Figure 3: Data from Fluidigm experiment showing large fold-differences

The Fluidigm experiment determined the number of genes exhibiting differential expression between individual cells, depicted here as fold-change (upper X-axis labels) and equivalent Ct values (lower X-axis labels). These results indicate that 10- to >500-fold variation in transcript levels should be expected when comparing individual cells.

Transcriptional Bursting in Single Cells


Data such as these, collected by several researchers, have led to the model that eukaryotic transcripts are produced in short but intense bursts interspersed with intervals of inactivity during which transcript levels decay. Raj et al. (2006) directly observed intrinsically random bursting of mRNA for two genes in CHO cells. Chubb et al. (2006) also observed this burst-and-decay behavior for the dscA gene in living Dictyostelium cells. For this gene, they measured a mean burst duration of 5.2 minutes and a mean interval of inactivity (presumably mRNA decay) of 5.8 minutes, but there was a great deal of stochastic variation in each of these averages. This noise inherent in single-cell gene expression challenges conventional methods for obtaining and analyzing qPCR data. Factors such as replicates, data display, limits of detection, normalization, and univariate versus multivariate analysis need to be re-evaluated. Although one may think that this noise

precludes the ability to get useful information from single cells, the reality is quite the opposite. By acknowledging and addressing the intrinsic noise (using appropriate statistical analysis methods), singlecell gene expression profiling can provide biological insights that are simply not visible when one is averaging expression levels from hundreds or thousands of cells.

Replicates
Another way to assess the variation observed in single cells is to look at the standard deviation of various transcript levels in a population of single cells. Figure 4 uses data from the Fluidigm experiment described earlier (using K562 cells) to depict the standard deviations observed for 77 genes in a population of 87 cells.

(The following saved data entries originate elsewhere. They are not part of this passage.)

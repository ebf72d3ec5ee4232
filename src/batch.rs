//! Directory batch processing.
//!
//! Every PDF in a directory is turned into `<stem>.json` in the output
//! directory. Documents are independent: they run on the rayon pool when
//! `parallel` is set, and a failing document is recorded in the report
//! without stopping the others.

use std::fs;
use std::path::{Path, PathBuf};

use crossbeam_channel::unbounded;
use rayon::prelude::*;

use crate::analysis::{OutlineAssembler, OutlineOptions};
use crate::error::{Error, Result};
use crate::parser::{ExtractOptions, RunExtractor};
use crate::render::{to_json, JsonFormat};

/// Options for a batch run.
#[derive(Debug, Clone)]
pub struct BatchOptions {
    /// Directory receiving one JSON file per document
    pub output_dir: PathBuf,
    /// JSON layout of the written files
    pub format: JsonFormat,
    /// Whether documents are processed concurrently
    pub parallel: bool,
    /// Run extraction options applied to every document
    pub extract: ExtractOptions,
    /// Outline options applied to every document
    pub outline: OutlineOptions,
}

impl BatchOptions {
    /// Create batch options writing into `output_dir`.
    pub fn new(output_dir: impl Into<PathBuf>) -> Self {
        Self {
            output_dir: output_dir.into(),
            format: JsonFormat::Pretty,
            parallel: true,
            extract: ExtractOptions::default(),
            outline: OutlineOptions::default(),
        }
    }

    /// Set the JSON format.
    pub fn with_format(mut self, format: JsonFormat) -> Self {
        self.format = format;
        self
    }

    /// Process documents one at a time.
    pub fn sequential(mut self) -> Self {
        self.parallel = false;
        self
    }

    /// Set extraction options.
    pub fn with_extract_options(mut self, options: ExtractOptions) -> Self {
        self.extract = options;
        self
    }

    /// Set outline options.
    pub fn with_outline_options(mut self, options: OutlineOptions) -> Self {
        self.outline = options;
        self
    }
}

/// Progress notification for one document.
#[derive(Debug, Clone, PartialEq)]
pub enum BatchEvent {
    /// Processing of a document began
    Started(PathBuf),
    /// The outline was written
    Finished {
        input: PathBuf,
        output: PathBuf,
        headings: usize,
    },
    /// The document failed; the batch continues
    Failed { input: PathBuf, error: String },
}

/// Result for one document.
#[derive(Debug, Clone, PartialEq)]
pub struct DocumentOutcome {
    /// Source PDF
    pub input: PathBuf,
    /// Written JSON file, or the failure message
    pub result: std::result::Result<PathBuf, String>,
    /// Number of headings written (0 on failure)
    pub headings: usize,
}

impl DocumentOutcome {
    /// Whether the document was processed.
    pub fn is_ok(&self) -> bool {
        self.result.is_ok()
    }
}

/// Summary of a batch run, in input order.
#[derive(Debug, Clone, Default, PartialEq)]
pub struct BatchReport {
    pub documents: Vec<DocumentOutcome>,
}

impl BatchReport {
    /// Number of documents written.
    pub fn succeeded(&self) -> usize {
        self.documents.iter().filter(|d| d.is_ok()).count()
    }

    /// Number of documents that failed.
    pub fn failed(&self) -> usize {
        self.documents.len() - self.succeeded()
    }

    /// Failed documents.
    pub fn failures(&self) -> impl Iterator<Item = &DocumentOutcome> {
        self.documents.iter().filter(|d| !d.is_ok())
    }
}

/// List the `.pdf` files (any case) directly inside `dir`, sorted by name.
pub fn scan_pdfs<P: AsRef<Path>>(dir: P) -> Result<Vec<PathBuf>> {
    let mut files = Vec::new();
    for entry in fs::read_dir(dir)? {
        let path = entry?.path();
        let is_pdf = path
            .extension()
            .and_then(|e| e.to_str())
            .is_some_and(|e| e.eq_ignore_ascii_case("pdf"));
        if is_pdf && path.is_file() {
            files.push(path);
        }
    }
    files.sort();
    Ok(files)
}

/// Path of the JSON file written for `input`.
pub fn output_path_for(input: &Path, output_dir: &Path) -> PathBuf {
    let mut name = input.file_stem().unwrap_or_default().to_os_string();
    name.push(".json");
    output_dir.join(name)
}

/// Extract, assemble and write the outline of one document.
///
/// Returns the written path and the number of headings.
pub fn process_file(input: &Path, options: &BatchOptions) -> Result<(PathBuf, usize)> {
    let runs = RunExtractor::open_with_options(input, options.extract.clone())?.extract()?;
    let outline = OutlineAssembler::with_options(options.outline.clone()).assemble(&runs)?;
    let json = to_json(&outline, options.format)?;

    let output = output_path_for(input, &options.output_dir);
    fs::write(&output, json)?;
    Ok((output, outline.headings.len()))
}

/// Process every PDF in `input_dir`, reporting progress through `on_event`.
///
/// Events arrive on the calling thread while workers run. Only failures to
/// list the input or create the output directory abort the batch.
pub fn process_directory<P, F>(
    input_dir: P,
    options: &BatchOptions,
    mut on_event: F,
) -> Result<BatchReport>
where
    P: AsRef<Path>,
    F: FnMut(&BatchEvent),
{
    let inputs = scan_pdfs(input_dir)?;
    fs::create_dir_all(&options.output_dir)?;
    log::info!(
        "Processing {} documents into {}",
        inputs.len(),
        options.output_dir.display()
    );

    let (tx, rx) = unbounded::<BatchEvent>();

    let documents = std::thread::scope(|scope| {
        let worker = scope.spawn(move || {
            let run_one = |input: &PathBuf| {
                let _ = tx.send(BatchEvent::Started(input.clone()));
                match process_file(input, options) {
                    Ok((output, headings)) => {
                        let _ = tx.send(BatchEvent::Finished {
                            input: input.clone(),
                            output: output.clone(),
                            headings,
                        });
                        DocumentOutcome {
                            input: input.clone(),
                            result: Ok(output),
                            headings,
                        }
                    }
                    Err(e) => {
                        log::warn!("Failed to process {}: {}", input.display(), e);
                        let _ = tx.send(BatchEvent::Failed {
                            input: input.clone(),
                            error: e.to_string(),
                        });
                        DocumentOutcome {
                            input: input.clone(),
                            result: Err(e.to_string()),
                            headings: 0,
                        }
                    }
                }
            };

            if options.parallel {
                inputs.par_iter().map(run_one).collect::<Vec<_>>()
            } else {
                inputs.iter().map(run_one).collect::<Vec<_>>()
            }
        });

        // The worker owns the only sender; the loop ends when it finishes.
        for event in rx.iter() {
            on_event(&event);
        }
        worker.join()
    });

    let documents =
        documents.map_err(|_| Error::Other("batch worker panicked".to_string()))?;
    let report = BatchReport { documents };
    log::info!(
        "Batch finished: {} succeeded, {} failed",
        report.succeeded(),
        report.failed()
    );
    Ok(report)
}

#[cfg(test)]
mod tests {
    use super::*;

    #[test]
    fn test_scan_pdfs_filters_and_sorts() {
        let dir = tempfile::tempdir().unwrap();
        for name in ["b.pdf", "a.PDF", "notes.txt", "c.pdf.bak"] {
            fs::write(dir.path().join(name), b"%PDF-1.4").unwrap();
        }
        fs::create_dir(dir.path().join("folder.pdf")).unwrap();

        let names: Vec<String> = scan_pdfs(dir.path())
            .unwrap()
            .iter()
            .map(|p| p.file_name().unwrap().to_string_lossy().to_string())
            .collect();
        assert_eq!(names, vec!["a.PDF", "b.pdf"]);
    }

    #[test]
    fn test_scan_missing_dir() {
        assert!(scan_pdfs("/definitely/not/here").is_err());
    }

    #[test]
    fn test_output_path_for() {
        let out = output_path_for(Path::new("in/report.v2.pdf"), Path::new("out"));
        assert_eq!(out, PathBuf::from("out/report.v2.json"));
    }

    #[test]
    fn test_failures_are_isolated() {
        let input = tempfile::tempdir().unwrap();
        let output = tempfile::tempdir().unwrap();
        fs::write(input.path().join("broken.pdf"), b"garbage").unwrap();
        fs::write(input.path().join("truncated.pdf"), b"%PDF-1.4\n1 0 obj\n<<").unwrap();

        let mut events = Vec::new();
        let options = BatchOptions::new(output.path());
        let report =
            process_directory(input.path(), &options, |e| events.push(e.clone())).unwrap();

        assert_eq!(report.documents.len(), 2);
        assert_eq!(report.failed(), 2);
        assert_eq!(report.succeeded(), 0);
        assert_eq!(
            events
                .iter()
                .filter(|e| matches!(e, BatchEvent::Failed { .. }))
                .count(),
            2
        );
    }

    #[test]
    fn test_empty_directory() {
        let input = tempfile::tempdir().unwrap();
        let output = input.path().join("out");
        let options = BatchOptions::new(&output).sequential();
        let report = process_directory(input.path(), &options, |_| {}).unwrap();
        assert!(report.documents.is_empty());
        assert!(output.is_dir());
    }
}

Figure 4: Single-cell standard deviations

Only two genes show a standard deviation of less than one cycle between single cells. For experiments run using bulk RNA on the BioMark System, the standard deviation observed for qPCR technical replicates is typically 0.16-0.25 cycle or less. Biological noise is thus greater than technical noise by a large amount. It is therefore better to focus on biological replicates rather than on technical replicates. Experimental bandwidth is thus better utilized by running more single-cell samples and by interrogating more genes than by running technical replicates of the single-cell samples or assays.

10

One way to restate the need for biological replicates is to say that data need to be collected from a statistically significant number of single cells in order to obtain reliable results. What is a statistically significant number of single cells? This is difficult to answer in absolute terms. Statistical significance depends not only on the number of cells, but also on other factors including the degree of variation within the population analyzed, the number of genes assayed, and the ability of those assays to differentiate the population variation. Basic statistics would indicate that for any single gene, a homogenous population can be characterized on the basis of 30 samples. Thus, if every subpopulation within a sample of single cells were represented by at least 30 cells, one would have reasonable confidence that the experiment would robustly identify all subpopulations. This would mean that if one wanted to reliably identify a subpopulation that was 10% of the total population, 300 cells would need to be examined. In practice, subpopulations can be identified with fewer than 30 cells depending on the cells and genes being analyzed. Guo et al. (2010) analyzed 159 single cells from 64-cell stage mouse embryos, assaying 48 genes in each cell. A principal component analysis (PCA) from the study is shown in Figure 5.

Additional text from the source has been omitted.